2. Conscience de soi

Cette conscience de soi est essentielle à l’apprentissage de la maîtrise de soi. Nous ne pouvons rien changer dont nous ne sommes pas témoins. Le deuxième avantage de la pleine conscience, après avoir ralenti notre esprit, est qu’elle crée une sensation interne d’espace. C’est un espace interne où nous pouvons commencer à identifier les liens entre nos croyances, nos sentiments et nos actions. De même, en thérapie cognitive, nous aidons le client à creuser ses croyances fondamentales malsaines, à se demander si elles sont valides, puis à voir comment ces croyances orientent nos émotions et nos comportements.

Si nous ajoutons des compétences de pleine conscience à cette stratégie, nous pouvons non seulement remettre en question ces croyances, comme nous le faisons dans la thérapie cognitive, mais nous pouvons également créer une atmosphère de guérison et de compassion dans notre propre esprit. Cet espace sacré nous permet de voir d’où viennent nos croyances malsaines, à quel point elles sont toxiques et encourage des principes plus récents, compatissants et plus sages à entrer dans notre psyché.

Par exemple, un homme peut souvent se sentir complètement frustré simplement par la critique de sa femme sur, disons, combien d’argent il gagne.

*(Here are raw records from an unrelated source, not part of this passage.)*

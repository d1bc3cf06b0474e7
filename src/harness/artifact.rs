//! Per-run JSON artifact. Field names are a compatibility contract with the
//! surrounding grading pipeline; do not rename them.

use std::path::{Path, PathBuf};

use crate::agent::run::{RunReport, Task};
use crate::errors::{AgentError, AgentResult};
use crate::llm::types::{ChatMessage, ContentPart, MessageContent};
use crate::llm::usage::UsageLedger;

pub fn save_run(
    output_dir: &Path,
    task: &Task,
    report: &RunReport,
    ledger: &UsageLedger,
    primary_model: &str,
) -> AgentResult<PathBuf> {
    let record = serde_json::json!({
        "objective": task.objective,
        "initial_url": task.initial_url,
        "iterations": report.iterations,
        "final_response": report.final_response,
        "url_history": report.url_history,
        "execution_time": report.execution_time.as_secs_f64(),
        "token_usage": ledger.snapshot(),
        "run_cost": ledger.total_cost(),
        "primary_model": primary_model,
        "message_history": format_transcript(&report.message_history),
    });

    std::fs::create_dir_all(output_dir)
        .map_err(|e| AgentError::Artifact(format!("create {}: {e}", output_dir.display())))?;
    let path = output_dir.join("metadata.json");
    std::fs::write(&path, serde_json::to_string_pretty(&record)?)
        .map_err(|e| AgentError::Artifact(format!("write {}: {e}", path.display())))?;
    tracing::info!(path = %path.display(), "run artifact written");
    Ok(path)
}

/// Human-readable transcript of the conversation, image payloads elided.
pub fn format_transcript(messages: &[ChatMessage]) -> String {
    let mut lines = Vec::new();
    for message in messages {
        lines.push(format!("=== {} MESSAGE ===", message.role.to_uppercase()));
        match &message.content {
            MessageContent::Text(text) => {
                for line in text.lines() {
                    lines.push(format!("  {line}"));
                }
            }
            MessageContent::Parts(parts) => {
                for part in parts {
                    match part {
                        ContentPart::Text { text } => {
                            for line in text.lines() {
                                lines.push(format!("  {line}"));
                            }
                        }
                        ContentPart::ImageUrl { .. } => {
                            lines.push("  [IMAGE ATTACHMENT]".to_string());
                        }
                    }
                }
            }
        }
        lines.push(String::new());
        lines.push("-".repeat(50));
        lines.push(String::new());
    }
    lines.join("\n")
}

#[cfg(test)]
mod tests {
    use super::*;
    use std::time::Duration;

    fn sample_report() -> RunReport {
        RunReport {
            final_response: "Added the mouse to the cart.".into(),
            message_history: vec![
                ChatMessage::system("system prompt"),
                ChatMessage::user_with_images("NEXT GOAL:\nsearch", &["abc".to_string()]),
            ],
            screenshot_history: vec!["abc".into()],
            url_history: vec!["https://shop.example.com/".into()],
            iterations: 3,
            execution_time: Duration::from_secs_f64(12.5),
        }
    }

    #[test]
    fn transcript_elides_images_and_keeps_roles() {
        let transcript = format_transcript(&sample_report().message_history);
        assert!(transcript.contains("=== SYSTEM MESSAGE ==="));
        assert!(transcript.contains("=== USER MESSAGE ==="));
        assert!(transcript.contains("  NEXT GOAL:"));
        assert!(transcript.contains("[IMAGE ATTACHMENT]"));
        assert!(!transcript.contains("data:image"));
    }

    #[test]
    fn artifact_carries_the_compatibility_fields() {
        let dir = std::env::temp_dir().join(format!("webpilot-artifact-{}", uuid::Uuid::new_v4()));
        let task = Task {
            objective: "buy a mouse".into(),
            initial_url: "https://shop.example.com/".into(),
            max_iterations: 10,
        };
        let ledger = UsageLedger::new();
        ledger.record("gpt-4.1", 1000, 100);

        let path = save_run(&dir, &task, &sample_report(), &ledger, "gpt-4.1").unwrap();
        let written: serde_json::Value =
            serde_json::from_str(&std::fs::read_to_string(&path).unwrap()).unwrap();

        for field in [
            "objective",
            "initial_url",
            "iterations",
            "final_response",
            "url_history",
            "execution_time",
            "token_usage",
            "run_cost",
            "primary_model",
            "message_history",
        ] {
            assert!(written.get(field).is_some(), "missing field {field}");
        }
        assert_eq!(written["iterations"], 3);
        assert_eq!(written["primary_model"], "gpt-4.1");
        assert_eq!(written["token_usage"]["gpt-4.1"]["total_tokens"], 1100);

        std::fs::remove_dir_all(&dir).ok();
    }
}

Avec une curiosité consciente, cet homme pourrait sombrer et voir pourquoi sa critique fait mal. Cela a peut-être à voir avec la valeur suprême qu’il accorde au revenu en tant que mesure de la virilité.

En approfondissant, il découvrira qu’il entretient cette croyance malsaine depuis des lustres, depuis l’enfance probablement, et qu’il existe peut-être une autre façon de trouver son estime de soi. Avec l’attention particulière que la pratique de la pleine conscience apporte et avec les rappels de son professeur de méditation, il découvrira qu’il existe une toute nouvelle dimension joyeuse et inconnue de soi – une dimension qui existe bien au-delà de son identité de soutien de famille.

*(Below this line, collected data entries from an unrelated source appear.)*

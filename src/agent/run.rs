//! The goal-directed execution loop: plan a sub-goal, choose one action,
//! execute it, re-evaluate the goal, repeat until the model submits for
//! evaluation or the iteration budget runs out.

use std::sync::Arc;
use std::time::{Duration, Instant};

use tokio::sync::mpsc;

use crate::agent::action::ChosenAction;
use crate::agent::chooser::ActionChooser;
use crate::agent::evaluator::TaskEvaluator;
use crate::agent::executor::ActionExecutor;
use crate::agent::goals::{Goal, GoalManager};
use crate::agent::output::TaskOutputGenerator;
use crate::agent::prompts;
use crate::browser::driver::PageDriver;
use crate::config::AppConfig;
use crate::errors::{AgentError, AgentResult};
use crate::llm::service::CompletionService;
use crate::llm::types::ChatMessage;

/// Immutable task input. Created once at agent construction.
#[derive(Debug, Clone)]
pub struct Task {
    pub objective: String,
    pub initial_url: String,
    pub max_iterations: u32,
}

/// Everything a run produces, handed to the artifact writer.
#[derive(Debug, Clone)]
pub struct RunReport {
    pub final_response: String,
    pub message_history: Vec<ChatMessage>,
    pub screenshot_history: Vec<String>,
    pub url_history: Vec<String>,
    pub iterations: u32,
    pub execution_time: Duration,
}

pub struct Agent {
    task: Task,
    driver: Arc<dyn PageDriver>,
    attach_screenshots: bool,
    include_captcha_check: bool,

    goal_manager: GoalManager,
    action_chooser: ActionChooser,
    output_generator: TaskOutputGenerator,
    task_evaluator: TaskEvaluator,
    executor: ActionExecutor,

    /// Append-only; the first message is always the system prompt.
    message_history: Vec<ChatMessage>,
    url_history: Vec<String>,
    screenshot_history: Vec<String>,
    goal: Goal,

    iteration: u32,
    task_completed: bool,
    /// Tentative final response from a rejected submission, kept in case the
    /// evaluator was wrong and the budget exhausts.
    final_response: Option<String>,

    /// Resume signal for captcha suspensions. The only unbounded wait in the
    /// loop.
    human_resume: Option<mpsc::Receiver<()>>,
}

impl Agent {
    pub fn new(
        task: Task,
        driver: Arc<dyn PageDriver>,
        service: Arc<dyn CompletionService>,
        config: &AppConfig,
    ) -> Self {
        let decision_timeout = Duration::from_secs(config.llm.request_timeout_secs);
        let evaluator_timeout = Duration::from_secs(config.llm.evaluator_timeout_secs);
        let settle_timeout = Duration::from_millis(config.agent.settle_timeout_ms);

        let message_history = vec![ChatMessage::system(prompts::system_prompt(&task.objective))];

        Self {
            goal_manager: GoalManager::new(
                service.clone(),
                driver.clone(),
                config.llm.model.clone(),
                config.find.crop_height,
                decision_timeout,
            ),
            action_chooser: ActionChooser::new(
                service.clone(),
                config.llm.model.clone(),
                decision_timeout,
            ),
            output_generator: TaskOutputGenerator::new(
                service.clone(),
                config.llm.model.clone(),
                decision_timeout,
            ),
            task_evaluator: TaskEvaluator::new(
                service.clone(),
                config.llm.evaluator_model.clone(),
                evaluator_timeout,
            ),
            executor: ActionExecutor::new(
                driver.clone(),
                service,
                config.llm.model.clone(),
                config.llm.find_model.clone(),
                config.find.clone(),
                settle_timeout,
                decision_timeout,
            ),
            attach_screenshots: config.agent.attach_screenshots,
            include_captcha_check: config.agent.include_captcha_check,
            task,
            driver,
            message_history,
            url_history: Vec::new(),
            screenshot_history: Vec::new(),
            goal: Goal::new("No goal yet".into(), String::new()),
            iteration: 0,
            task_completed: false,
            final_response: None,
            human_resume: None,
        }
    }

    /// Attach the channel a human operator signals on to resume after a
    /// captcha suspension.
    pub fn with_human_resume(mut self, resume: mpsc::Receiver<()>) -> Self {
        self.human_resume = Some(resume);
        self
    }

    /// Drive the loop to a terminal state. The driver is expected to already
    /// be at the task's initial URL with a fresh state snapshot.
    ///
    /// Every normal run returns a report with a natural-language final
    /// response; only transport failures and malformed decision schemas
    /// escape as errors.
    pub async fn run(&mut self) -> AgentResult<RunReport> {
        let started = Instant::now();
        self.initialize().await?;

        while self.iteration < self.task.max_iterations && !self.task_completed {
            // Probe before counting the iteration so a suspend/resume pass
            // consumes no budget.
            if self.include_captcha_check && self.driver.check_for_captcha().await? {
                self.wait_for_human_input().await?;
                continue;
            }

            self.iteration += 1;
            tracing::info!(
                iteration = self.iteration,
                max = self.task.max_iterations,
                goal = %self.goal.text,
                "iteration started"
            );

            let state = self.driver.state().await;
            let chosen = self
                .action_chooser
                .choose_next_action(&self.message_history, &self.goal.text, &state)
                .await?;

            // The stated intent is preserved even if execution fails.
            self.message_history
                .push(ChatMessage::assistant(chosen.to_string()));

            if chosen.action.is_terminal() {
                self.handle_submission(&chosen).await?;
                continue;
            }

            match self.executor.execute(&chosen, &state).await {
                Ok(action_result) => {
                    self.process_successful_action(action_result).await?;
                }
                Err(e) if e.is_recoverable() => {
                    let error_message =
                        format!("Error executing action '{}': {e}", chosen.action.name());
                    tracing::warn!(action = chosen.action.name(), error = %e, "action failed");
                    if let Err(refresh_err) = self.driver.refresh_state().await {
                        tracing::warn!(error = %refresh_err, "state refresh after failed action");
                    }
                    // Goal evaluation is skipped entirely: there is nothing
                    // to evaluate against.
                    self.message_history.push(ChatMessage::user(error_message));
                }
                Err(e) => return Err(e),
            }
        }

        let final_response = self.final_response.take().unwrap_or_else(|| {
            format!(
                "Failed to complete task within {} iterations",
                self.task.max_iterations
            )
        });
        tracing::info!(
            iterations = self.iteration,
            completed = self.task_completed,
            "run finished"
        );

        Ok(RunReport {
            final_response,
            message_history: std::mem::take(&mut self.message_history),
            screenshot_history: std::mem::take(&mut self.screenshot_history),
            url_history: std::mem::take(&mut self.url_history),
            iterations: self.iteration,
            execution_time: started.elapsed(),
        })
    }

    async fn initialize(&mut self) -> AgentResult<()> {
        tracing::info!(objective = %self.task.objective, url = %self.task.initial_url, "starting task");

        let state = self.driver.state().await;
        let screenshot = state.screenshot.clone();
        self.screenshot_history.push(screenshot.clone());
        self.url_history.push(state.url.clone());

        let goal_text = self
            .goal_manager
            .determine_next_goal(&self.message_history)
            .await?;
        self.goal = Goal::new(goal_text, screenshot.clone());

        let announcement = format!("NEXT GOAL:\n{}", self.goal.text);
        let images = self.feedback_images(screenshot);
        self.message_history
            .push(ChatMessage::user_with_images(&announcement, &images));
        Ok(())
    }

    async fn handle_submission(&mut self, chosen: &ChosenAction) -> AgentResult<()> {
        let final_response = self
            .output_generator
            .prepare_final_response(&self.message_history, &self.task.objective)
            .await?;

        // Fold the produced response into the submission's assistant turn.
        if let Some(last) = self.message_history.last_mut() {
            *last = ChatMessage::assistant(format!("{chosen}\n\n{final_response}"));
        }

        let (success, feedback) = self
            .task_evaluator
            .evaluate_task(
                &self.task.objective,
                &final_response,
                &self.screenshot_history,
            )
            .await?;

        // Retained regardless of the verdict: if the evaluator is wrong and
        // the budget later exhausts, this beats the generic failure text.
        self.final_response = Some(final_response);

        if success {
            self.task_completed = true;
        } else {
            let screenshot = self.driver.state().await.screenshot;
            let images = self.feedback_images(screenshot);
            self.message_history.push(ChatMessage::user_with_images(
                &format!("Task was deemed incomplete.\n\nFeedback:\n{feedback}"),
                &images,
            ));
        }
        Ok(())
    }

    /// Post-action bookkeeping and the goal completion/validity ladder.
    async fn process_successful_action(&mut self, action_result: String) -> AgentResult<()> {
        let state = self.driver.state().await;
        let current_screenshot = state.screenshot.clone();

        // The post-action screenshot joins both the task-scoped history and
        // the goal evidence trail before the goal is judged.
        self.screenshot_history.push(current_screenshot.clone());
        self.goal.record(current_screenshot.clone());
        if self.url_history.last() != Some(&state.url) {
            self.url_history.push(state.url.clone());
        }

        let mut completion_ctx = self.message_history.clone();
        if !action_result.is_empty() {
            completion_ctx.push(ChatMessage::user(format!(
                "ACTION RESULT:\n{action_result}"
            )));
        }
        let (completed, feedback) = self
            .goal_manager
            .evaluate_goal_completion(&completion_ctx, &self.goal.text, &self.goal.screenshots)
            .await?;

        let mut message_content = String::new();
        if !action_result.is_empty() {
            message_content = format!("ACTION RESULT:\n{action_result}\n\n");
        }

        if completed {
            message_content.push_str(&format!("PREVIOUS GOAL COMPLETED:\n{feedback}"));
            let mut probe_ctx = self.message_history.clone();
            probe_ctx.push(ChatMessage::user_with_images(
                &message_content,
                std::slice::from_ref(&current_screenshot),
            ));
            let next_goal = self.goal_manager.determine_next_goal(&probe_ctx).await?;
            message_content.push_str(&format!("\n\nNEXT GOAL:\n{next_goal}"));
            self.goal.reset(next_goal, current_screenshot.clone());
        } else {
            message_content.push_str(&format!("FEEDBACK:\n{feedback}"));
            let mut validity_ctx = self.message_history.clone();
            validity_ctx.push(ChatMessage::user(message_content.clone()));
            let (should_update, reasoning) = self
                .goal_manager
                .evaluate_goal_validity(&validity_ctx, &self.goal.text, &self.goal.screenshots)
                .await?;

            if should_update {
                let mut probe_ctx = self.message_history.clone();
                probe_ctx.push(ChatMessage::user_with_images(
                    &message_content,
                    std::slice::from_ref(&current_screenshot),
                ));
                let next_goal = self.goal_manager.determine_next_goal(&probe_ctx).await?;
                message_content.push_str(&format!(
                    "\n\nUPDATED GOAL:\n{reasoning}\n\nNEXT GOAL:\n{next_goal}"
                ));
                self.goal.reset(next_goal, current_screenshot.clone());
            }
            // Otherwise the goal persists; its evidence trail already carries
            // the post-action screenshot.
        }

        let images = self.feedback_images(current_screenshot);
        self.message_history
            .push(ChatMessage::user_with_images(&message_content, &images));
        Ok(())
    }

    async fn wait_for_human_input(&mut self) -> AgentResult<()> {
        tracing::warn!("captcha detected, suspending until a human resumes");
        let resume = self.human_resume.as_mut().ok_or_else(|| {
            AgentError::Execution(
                "captcha detected but no human-resume channel is attached".into(),
            )
        })?;
        if resume.recv().await.is_none() {
            return Err(AgentError::Execution(
                "human-resume channel closed while suspended".into(),
            ));
        }
        self.driver.refresh_state().await?;
        tracing::info!("control yielded back to the agent");
        Ok(())
    }

    fn feedback_images(&self, screenshot: String) -> Vec<String> {
        if self.attach_screenshots {
            vec![screenshot]
        } else {
            Vec::new()
        }
    }
}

C’est le troisième avantage, celui de guérison. Cette nouvelle découverte donne un homme beaucoup moins défensif aux observations de son partenaire, plus mature quant aux valeurs qu’il accorde aux personnes et aux choses, et beaucoup plus capable de générer un sentiment naturel de bien-être. Un homme responsable.

Dans le prochain article, nous verrons comment la formation de l’esprit aux pratiques éthiques apporte un tout autre chapitre de respect pour nous-mêmes, nos partenaires, nos enfants et notre famille élargie. Et puis nous passerons au niveau le plus profond de la pratique bouddhiste pour les relations, celui de l’amour bienveillant.